Notice that Miss is not an abbreviation, so we don’t put a period after it. Ms. is not an abbreviation, either, but we do use a period after it — probably to keep it consistent with Mr. and Mrs.

The plural of Mr. is Messrs. (We invited Messrs. Carter, Lincoln, and Ford.) The plural of Dr. is Drs. (We consulted Drs. Carter, Lincoln, and Ford.) The plural of Mrs. is Mmes or Mmes. (with or without the period).

In most formal prose, we do not use titles, abbreviated or otherwise, with individuals. Ms. Emily Dickinson is simply Emily Dickinson, and after the first use of her full name, Dickinson will do (unless we need Emily to avoid confusion with other Dickinsons).

The abbreviations Rev. and Hon. (for Reverend and Honorable) are not, strictly speaking, titles; they are adjectives. In informal language or when we’re trying to save space or make a list, we can write Rev. Alan B. Darling and Hon. Francisco Gonzales. In formal text, we would write the Reverend Alan B. Darling and the Honorable Francisco Gonzales (i.e., it’s not a good idea to abbreviate either Reverend or Honorable when these words are preceded by the).


Titles after names

For example: Sr., Jr., Ph.D., M.D., B.A., M.A., D.D.S.
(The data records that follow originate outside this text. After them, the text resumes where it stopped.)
use std::hint::black_box;

use criterion::{criterion_group, criterion_main, Criterion};
use duet_sync::protocol::{DocUpdate, Frame, RelayRequest, ShellUpdate};
use duet_sync::relay::RelayHub;
use duet_sync::{SharedDocument, ShellRegistry};
use uuid::Uuid;

fn bench_local_edits(c: &mut Criterion) {
    c.bench_function("document_100_local_inserts", |b| {
        b.iter(|| {
            let doc = SharedDocument::new();
            for i in 0..100 {
                doc.insert(doc.len(), black_box(if i % 2 == 0 { "ab" } else { "c\n" }))
                    .unwrap();
            }
            black_box(doc.unconfirmed_len());
        })
    });
}

fn bench_receive_remote(c: &mut Criterion) {
    let author = SharedDocument::new();
    for _ in 0..100 {
        author.insert(author.len(), "line of text\n").unwrap();
    }
    let batch = author.unconfirmed();

    c.bench_function("document_receive_100_updates", |b| {
        b.iter(|| {
            let doc = SharedDocument::new();
            doc.receive(black_box(batch.clone())).unwrap();
            black_box(doc.len());
        })
    });
}

fn bench_set_text_diff(c: &mut Criterion) {
    let base: String = (0..200).map(|i| format!("let v{i} = {i};\n")).collect();
    let edited = base.replacen("let v100 = 100;", "let v100 = 1000;", 1);

    c.bench_function("document_set_text_small_diff", |b| {
        b.iter(|| {
            let doc = SharedDocument::new();
            doc.set_text(&base);
            doc.set_text(black_box(&edited));
            black_box(doc.unconfirmed_len());
        })
    });
}

fn bench_frame_roundtrip(c: &mut Criterion) {
    let frame = Frame::Call {
        id: 7,
        request: RelayRequest::PushUpdates {
            doc_name: "bench-room".to_string(),
            version: 42,
            updates: vec![DocUpdate {
                client_id: Uuid::new_v4(),
                changes: vec![1u8; 64],
            }],
        },
    };

    c.bench_function("frame_roundtrip_push_64B", |b| {
        b.iter(|| {
            let encoded = black_box(&frame).encode().unwrap();
            black_box(Frame::decode(&encoded).unwrap());
        })
    });
}

fn bench_shell_padding(c: &mut Criterion) {
    let uuid = Uuid::new_v4();
    // Reverse order forces padding on the first record
    let updates: Vec<ShellUpdate> = (0..1000)
        .rev()
        .map(|index| ShellUpdate::Info {
            uuid,
            index,
            data: "output line\n".to_string(),
        })
        .collect();

    c.bench_function("shell_apply_1000_infos_reversed", |b| {
        b.iter(|| {
            let registry = ShellRegistry::new();
            registry.apply_remote(black_box(updates.clone()));
            black_box(registry.queue_len());
        })
    });
}

fn bench_shell_ack(c: &mut Criterion) {
    let owner = Uuid::new_v4();

    c.bench_function("shell_append_and_ack_1000", |b| {
        b.iter(|| {
            let registry = ShellRegistry::new();
            let uuid = Uuid::new_v4();
            registry.spawn(uuid, owner);
            for _ in 0..1000 {
                registry.append_output(uuid, "x\n").unwrap();
            }
            let pending = registry.pending_updates();
            registry.acknowledge(&pending);
            black_box(registry.queue_len());
        })
    });
}

fn bench_relay_push_pull(c: &mut Criterion) {
    let rt = tokio::runtime::Runtime::new().unwrap();

    c.bench_function("relay_push_pull_100_peers", |b| {
        b.iter(|| {
            rt.block_on(async {
                let hub = RelayHub::new(1024, usize::MAX);
                let mut seats = Vec::new();
                for i in 0..100 {
                    let (seat, rx) = hub
                        .join(Uuid::new_v4(), "bench-room", &format!("Peer{i}"))
                        .await
                        .unwrap();
                    seats.push((seat, rx));
                }

                let (author, _) = &seats[0];
                let push = RelayRequest::PushUpdates {
                    doc_name: "bench-room".to_string(),
                    version: 0,
                    updates: vec![DocUpdate {
                        client_id: author.peer_id,
                        changes: vec![0u8; 64],
                    }],
                };
                black_box(hub.handle(author, push).await);

                let pull = RelayRequest::PullUpdates {
                    doc_name: "bench-room".to_string(),
                    version: Some(0),
                    shell_version: None,
                };
                black_box(hub.handle(&seats[99].0, pull).await);
            });
        })
    });
}

criterion_group!(
    benches,
    bench_local_edits,
    bench_receive_remote,
    bench_set_text_diff,
    bench_frame_roundtrip,
    bench_shell_padding,
    bench_shell_ack,
    bench_relay_push_pull,
);
criterion_main!(benches);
These are standard abbreviations, with periods. The APA Publication Manual recommends not using periods with degrees; other reference manuals do recommend using periods, so use your own judgment on this issue. All sources advise against using titles before and after a name at the same time (i.e., she can be Dr. Juanita Espinoza or Juanita Espinoza, PhD, but she cannot be Dr. Juanita Espinoza, PhD). We do not abbreviate a title that isn’t attached to a name; we would write, “We went to see the doctor yesterday” and not “We went to see the dr. yesterday.”


Words used with numbers

For example: He left at 2:00 a.m. She was born in 1520 B.C.
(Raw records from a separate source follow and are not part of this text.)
impl ShellRegistry {
    pub fn new() -> Self {
        Self::with_event_capacity(256)
    }

    /// Subscribers lagging more than `event_capacity` events miss the oldest.
    pub fn with_event_capacity(event_capacity: usize) -> Self {
        let (events, _) = broadcast::channel(event_capacity.max(1));
        Self {
            inner: Mutex::new(Registry::default()),
            local_changes: Notify::new(),
            events,
        }
    }

    /// Register a session owned by `owner` and queue its `spawn` event.
    pub fn spawn(&self, uuid: Uuid, owner: PeerId) {
        {
            let mut registry = self.inner.lock();
            let session = registry.session_mut(uuid);
            if session.registered && session.owner == Some(owner) {
                return;
            }
            session.owner = Some(owner);
            session.registered = false;
            registry.queue.push_back(ShellUpdate::Spawn { uuid, spawner: owner });
        }
        log::info!("Shell {uuid} spawned by {owner}");
        let _ = self.events.send(ShellEvent::Spawned { uuid, owner });
        self.local_changes.notify_one();
    }

    /// Append output to a session and queue its `info` event. Returns the
    /// record's index.
    pub fn append_output(&self, uuid: Uuid, data: impl Into<String>) -> Result<usize, SyncError> {
        let data = data.into();
        let index = {
            let mut registry = self.inner.lock();
            let session = registry
                .sessions
                .get_mut(&uuid)
                .ok_or(SyncError::UnknownShell(uuid))?;
            let index = session.output.len();
            session.output.push(OutputRecord {
                data: data.clone(),
                acknowledged: false,
            });
            registry.queue.push_back(ShellUpdate::Info {
                uuid,
                index,
                data: data.clone(),
            });
            index
        };
        let _ = self.events.send(ShellEvent::Output { uuid, index, data });
        self.local_changes.notify_one();
        Ok(index)
    }

    pub fn owner_of(&self, uuid: Uuid) -> Option<PeerId> {
        self.inner.lock().sessions.get(&uuid).and_then(|s| s.owner)
    }

    /// Output chunks of `uuid`, in index order.
    pub fn output(&self, uuid: Uuid) -> Option<Vec<String>> {
        self.inner
            .lock()
            .sessions
            .get(&uuid)
            .map(|s| s.output.iter().map(|r| r.data.clone()).collect())
    }

    pub fn session(&self, uuid: Uuid) -> Option<ShellSession> {
        self.inner.lock().sessions.get(&uuid).cloned()
    }

    /// Every known session, in first-seen order.
    pub fn sessions(&self) -> Vec<ShellSession> {
        let registry = self.inner.lock();
        registry
            .order
            .iter()
            .filter_map(|uuid| registry.sessions.get(uuid).cloned())
            .collect()
    }

    /// Queued events the relay has not acknowledged yet, in queue order.
    pub fn pending_updates(&self) -> Vec<PendingShellUpdate> {
        let registry = self.inner.lock();
        registry
            .queue
            .iter()
            .filter(|item| !registry.is_acknowledged(item))
            .cloned()
            .collect()
    }

    /// Mark `sent` as received by the relay and trim the queue.
    pub fn acknowledge(&self, sent: &[PendingShellUpdate]) {
        let mut registry = self.inner.lock();
        for item in sent {
            registry.mark_acknowledged(item);
        }
        registry.trim();
    }

    pub fn queue_len(&self) -> usize {
        self.inner.lock().queue.len()
    }

    /// Number of shell events consumed from the relay.
    pub fn shell_version(&self) -> u64 {
        self.inner.lock().shell_version
    }

    /// Merge events pulled from the relay log.
    ///
    /// `info` may arrive for an index past the end of the log; the gap is
    /// padded with empty, unacknowledged placeholders.
    pub fn apply_remote(&self, updates: Vec<ShellUpdate>) {
        let mut events = Vec::new();
        {
            let mut registry = self.inner.lock();
            registry.shell_version += updates.len() as u64;
            for update in updates {
                match update {
                    ShellUpdate::Spawn { uuid, spawner } => {
                        let session = registry.session_mut(uuid);
                        let changed = session.owner != Some(spawner);
                        session.owner = Some(spawner);
                        session.registered = true;
                        if changed {
                            events.push(ShellEvent::Spawned { uuid, owner: spawner });
                        }
                    }
                    ShellUpdate::Info { uuid, index, data } => {
                        let session = registry.session_mut(uuid);
                        if session.output.len() <= index {
                            session.output.resize(index + 1, OutputRecord::default());
                        }
                        let record = &mut session.output[index];
                        let changed = record.data != data;
                        record.acknowledged = true;
                        if changed {
                            record.data = data.clone();
                            events.push(ShellEvent::Output { uuid, index, data });
                        }
                    }
                }
            }
            registry.trim();
        }
        for event in events {
            let _ = self.events.send(event);
        }
    }

    /// Resolves after the next local spawn or append.
    pub async fn changed(&self) {
        self.local_changes.notified().await;
    }

    pub fn subscribe(&self) -> broadcast::Receiver<ShellEvent> {
        self.events.subscribe()
    }
}
impl Session {
    /// Build a disconnected session on top of `relay`.
    pub fn new(
        config: &SyncConfig,
        relay: Arc<dyn Relay>,
        runner: Arc<dyn ProcessRunner>,
        output: Arc<dyn CompileOutput>,
    ) -> Self {
        let scheduler = RetryScheduler::new(config.backoff());
        let (events, _) = broadcast::channel(config.event_capacity.max(1));
        let (state, _) = watch::channel(ConnectionState::Disconnected);
        let (outbox, outbox_rx) = mpsc::unbounded_channel();

        let document = Arc::new(SharedDocument::with_event_capacity(config.event_capacity));
        let shells = Arc::new(ShellRegistry::with_event_capacity(config.event_capacity));

        let desync_events = events.clone();
        let doc_stream = VersionedStream::new(
            DocumentEndpoint::new(Arc::clone(&document), Arc::clone(&relay), &config.doc_name),
            scheduler.child(),
        )
        .on_desync(move |stream, error| {
            let _ = desync_events.send(SessionEvent::Desynced {
                stream,
                reason: error.to_string(),
            });
        });
        let desync_events = events.clone();
        let shell_stream = VersionedStream::new(
            ShellEndpoint::new(Arc::clone(&shells), Arc::clone(&relay), &config.doc_name),
            scheduler.child(),
        )
        .on_desync(move |stream, error| {
            let _ = desync_events.send(SessionEvent::Desynced {
                stream,
                reason: error.to_string(),
            });
        });
        doc_stream.set_online(false);
        shell_stream.set_online(false);

        let router = PeerRouter::new(
            Arc::clone(&relay),
            Arc::clone(&shells),
            LocalDispatch::new(runner, output, Arc::clone(&shells)),
        );

        // Subscribe before anything can emit
        let relay_events = relay.subscribe();
        let doc_events = document.subscribe();
        let shell_events = shells.subscribe();

        let core = Arc::new(SessionCore {
            relay,
            state,
            document,
            shells,
            doc_stream: Arc::new(doc_stream),
            shell_stream: Arc::new(shell_stream),
            router,
            peers: PeerDirectory::new(),
            subscribed_shell: RwLock::new(None),
            events,
            outbox,
            scheduler,
        });

        let tasks = vec![
            tokio::spawn(run_relay_events(Arc::clone(&core), relay_events)),
            tokio::spawn(run_local(Arc::clone(&core), doc_events, shell_events)),
            tokio::spawn(run_outbox(Arc::clone(&core), outbox_rx)),
        ];

        Self {
            core,
            tasks: Mutex::new(tasks),
        }
    }

    /// Create a session and connect it, waiting until it is ready.
    pub async fn join(
        config: &SyncConfig,
        relay: Arc<dyn Relay>,
        runner: Arc<dyn ProcessRunner>,
        output: Arc<dyn CompileOutput>,
    ) -> Result<Self, SyncError> {
        let session = Self::new(config, relay, runner, output);
        session.connect().await?;
        Ok(session)
    }

    /// Connect to the relay and wait until the session is ready.
    pub async fn connect(&self) -> Result<(), SyncError> {
        if self.core.scheduler.is_cancelled() {
            return Err(SyncError::Closed);
        }
        if !self.core.relay.is_ready() {
            self.core.transition(|state| match state {
                ConnectionState::Disconnected => Some(ConnectionState::Connecting),
                _ => None,
            });
            if let Err(e) = self.core.relay.connect().await {
                log::warn!("Connecting to relay failed: {e}");
                self.core.set_state(ConnectionState::Disconnected);
                return Err(e.into());
            }
        }
        self.ready().await
    }

    /// Reconnect after [`Session::go_offline`] or a dropped connection.
    /// Does nothing when already connected.
    pub async fn reconnect(&self) -> Result<(), SyncError> {
        self.connect().await
    }

    /// Wait until the session is ready. Fails if it ends up disconnected.
    pub async fn ready(&self) -> Result<(), SyncError> {
        let mut state = self.core.state.subscribe();
        let reached = *state
            .wait_for(|s| matches!(s, ConnectionState::Ready | ConnectionState::Disconnected))
            .await
            .map_err(|_| SyncError::Closed)?;
        match reached {
            ConnectionState::Ready => Ok(()),
            _ => Err(SyncError::NotConnected),
        }
    }

    /// Drop the relay connection but keep all local state. Edits made while
    /// offline are pushed after [`Session::reconnect`].
    pub async fn go_offline(&self) {
        self.core.relay.disconnect().await;
        self.core.on_close();
    }

    /// Leave the room for good: stop all tasks and retries.
    pub async fn leave(&self) {
        self.shutdown();
        self.core.relay.disconnect().await;
        self.core.on_close();
        self.core.set_state(ConnectionState::Disconnected);
    }

    fn shutdown(&self) {
        self.core.scheduler.cancel();
        self.core.doc_stream.close();
        self.core.shell_stream.close();
        for task in self.tasks.lock().drain(..) {
            task.abort();
        }
    }

    pub fn document(&self) -> &Arc<SharedDocument> {
        &self.core.document
    }

    pub fn shells(&self) -> &Arc<ShellRegistry> {
        &self.core.shells
    }

    pub fn state(&self) -> ConnectionState {
        self.core.current_state()
    }

    pub fn watch_state(&self) -> watch::Receiver<ConnectionState> {
        self.core.state.subscribe()
    }

    /// Own peer id on the current (or last) connection.
    pub fn self_id(&self) -> Option<PeerId> {
        self.core.peers.self_id()
    }

    pub fn peers(&self) -> Vec<Peer> {
        self.core.peers.list()
    }

    pub fn subscribe_events(&self) -> broadcast::Receiver<SessionEvent> {
        self.core.events.subscribe()
    }

    /// Document and shell stream versions.
    pub fn versions(&self) -> (u64, u64) {
        (self.core.doc_stream.version(), self.core.shell_stream.version())
    }

    /// Reason the session stopped syncing, if it did.
    pub fn desync_reason(&self) -> Option<String> {
        self.core
            .doc_stream
            .desync_reason()
            .or_else(|| self.core.shell_stream.desync_reason())
    }

    /// Follow shell `uuid` in the shell pane; keystrokes go to its owner.
    pub fn subscribe_shell(&self, uuid: Uuid) {
        *self.core.subscribed_shell.write() = Some(uuid);
    }

    pub fn unsubscribe_shell(&self) {
        *self.core.subscribed_shell.write() = None;
    }

    pub fn subscribed_shell(&self) -> Option<Uuid> {
        *self.core.subscribed_shell.read()
    }

    /// Send keystrokes to the process behind the subscribed shell.
    pub async fn send_keystroke(&self, text: &str) -> Result<RouteOutcome, SyncError> {
        let uuid = self
            .subscribed_shell()
            .ok_or(RouteError::NoSubscribedShell)?;
        let message = PeerMessage::ShellKeystroke {
            uuid,
            text: text.to_string(),
        };
        Ok(self
            .core
            .router
            .route(&self.core.context(), Destination::ShellOwner, message)
            .await?)
    }

    /// Ask `dest` to compile and run the current document.
    pub async fn request_compile(&self, dest: Destination) -> Result<RouteOutcome, SyncError> {
        let message = PeerMessage::CompileRequest {
            source: self.core.document.text(),
        };
        Ok(self
            .core
            .router
            .route(&self.core.context(), dest, message)
            .await?)
    }

    /// Kill the process behind a shell this peer owns.
    pub fn kill_shell(&self, uuid: Uuid) -> Result<(), SyncError> {
        let owner = self
            .core
            .shells
            .owner_of(uuid)
            .ok_or(SyncError::UnknownShell(uuid))?;
        if Some(owner) != self.self_id() {
            return Err(RouteError::NotOwner(uuid).into());
        }
        self.core.router.local().runner().kill_process(uuid);
        Ok(())
    }

    /// Pull, then push, both streams right now.
    pub async fn sync_now(&self) -> Result<(), SyncError> {
        if self.state() != ConnectionState::Ready {
            return Err(SyncError::NotConnected);
        }
        self.core.doc_stream.pull().await?;
        self.core.shell_stream.pull().await?;
        self.core.doc_stream.push().await;
        self.core.shell_stream.push().await;
        Ok(())
    }

    /// Handle for the Process Runner.
    pub fn host(&self) -> ShellHost {
        ShellHost {
            core: Arc::downgrade(&self.core),
        }
    }
}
Either lower or upper case letters can be used with A.M., a.m., and P.M., p.m. It is considered bad form to use these abbreviations without a specific number attached to them: “We’ll do this in the a.m.” or “We’ll do this tomorrow a.m.”

The abbreviation B.C. (before Christ) is used after the date; A.D. (anno domini, “in the year of the Lord”) appears before the date.


Common Latin terms

For example: etc. (et cetera — and so forth), i.e. (id est — that is), e.g. (exempli gratia — for example), et al. (et alii — and others).
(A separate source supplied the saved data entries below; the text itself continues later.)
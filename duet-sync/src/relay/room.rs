//! Authoritative, version-sequenced logs for one room.
//!
//! The relay has no opinion about document content. It only serialises
//! proposals: a document batch is accepted when it was built against the
//! current version, and shell events are appended in arrival order.
//!
//! ```text
//! version:   0      1      2      3
//! updates: [ u0 ][ u1 ][ u2 ]          pushUpdates(v=3, [u3]) → accepted
//!                                     pushUpdates(v=2, [x])  → rejected
//! ```

use crate::protocol::{DocUpdate, ShellUpdate};

/// Document and shell logs of a single room.
#[derive(Debug, Default, Clone)]
pub struct RoomLog {
    updates: Vec<DocUpdate>,
    shell_updates: Vec<ShellUpdate>,
}

impl RoomLog {
    pub fn new() -> Self {
        Self::default()
    }

    /// Current document version (number of accepted updates).
    pub fn version(&self) -> u64 {
        self.updates.len() as u64
    }

    /// Number of shell events appended so far.
    pub fn shell_version(&self) -> u64 {
        self.shell_updates.len() as u64
    }

    /// Append `updates` if they were built against the current version.
    pub fn push_updates(&mut self, version: u64, updates: Vec<DocUpdate>) -> bool {
        if version != self.version() {
            return false;
        }
        self.updates.extend(updates);
        true
    }

    /// Append shell events unconditionally.
    pub fn push_shell_updates(&mut self, shell_updates: Vec<ShellUpdate>) {
        self.shell_updates.extend(shell_updates);
    }

    /// Document updates after `version`, or `None` if `version` is ahead of
    /// the log.
    pub fn updates_since(&self, version: u64) -> Option<Vec<DocUpdate>> {
        let start = usize::try_from(version).ok()?;
        self.updates.get(start..).map(<[DocUpdate]>::to_vec)
    }

    /// Shell events after `shell_version`, or `None` if it is ahead of the log.
    pub fn shell_updates_since(&self, shell_version: u64) -> Option<Vec<ShellUpdate>> {
        let start = usize::try_from(shell_version).ok()?;
        self.shell_updates.get(start..).map(<[ShellUpdate]>::to_vec)
    }

    /// Full shell log, in relay order.
    pub fn shell_log(&self) -> &[ShellUpdate] {
        &self.shell_updates
    }
}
Don’t use etc. as a lazy person’s way of getting out of work. It is bad form to end a list with etc. instead of finishing it with appropriate examples. Spell out the word versus unless you’re reporting game scores, when you would use vs.; when you’re citing legal documents, use the abbreviation v.

i.e. and e.g.

The abbreviation i.e. (i.e., that is) is often confused with other abbreviations (e.g., e.g.). The i.e. is used to introduce matter that is explanatory as opposed to an example or list of examples. If you can say for example as a substitute for the abbreviation, you want to use e.g., not i.e. Do not italicize or underline these abbreviations. Most sources recommend avoiding the use of Latin abbreviations except within parenthetical notes and some sources say not to use Latin abbreviations at all (use the English terms instead) except within citations or reference lists.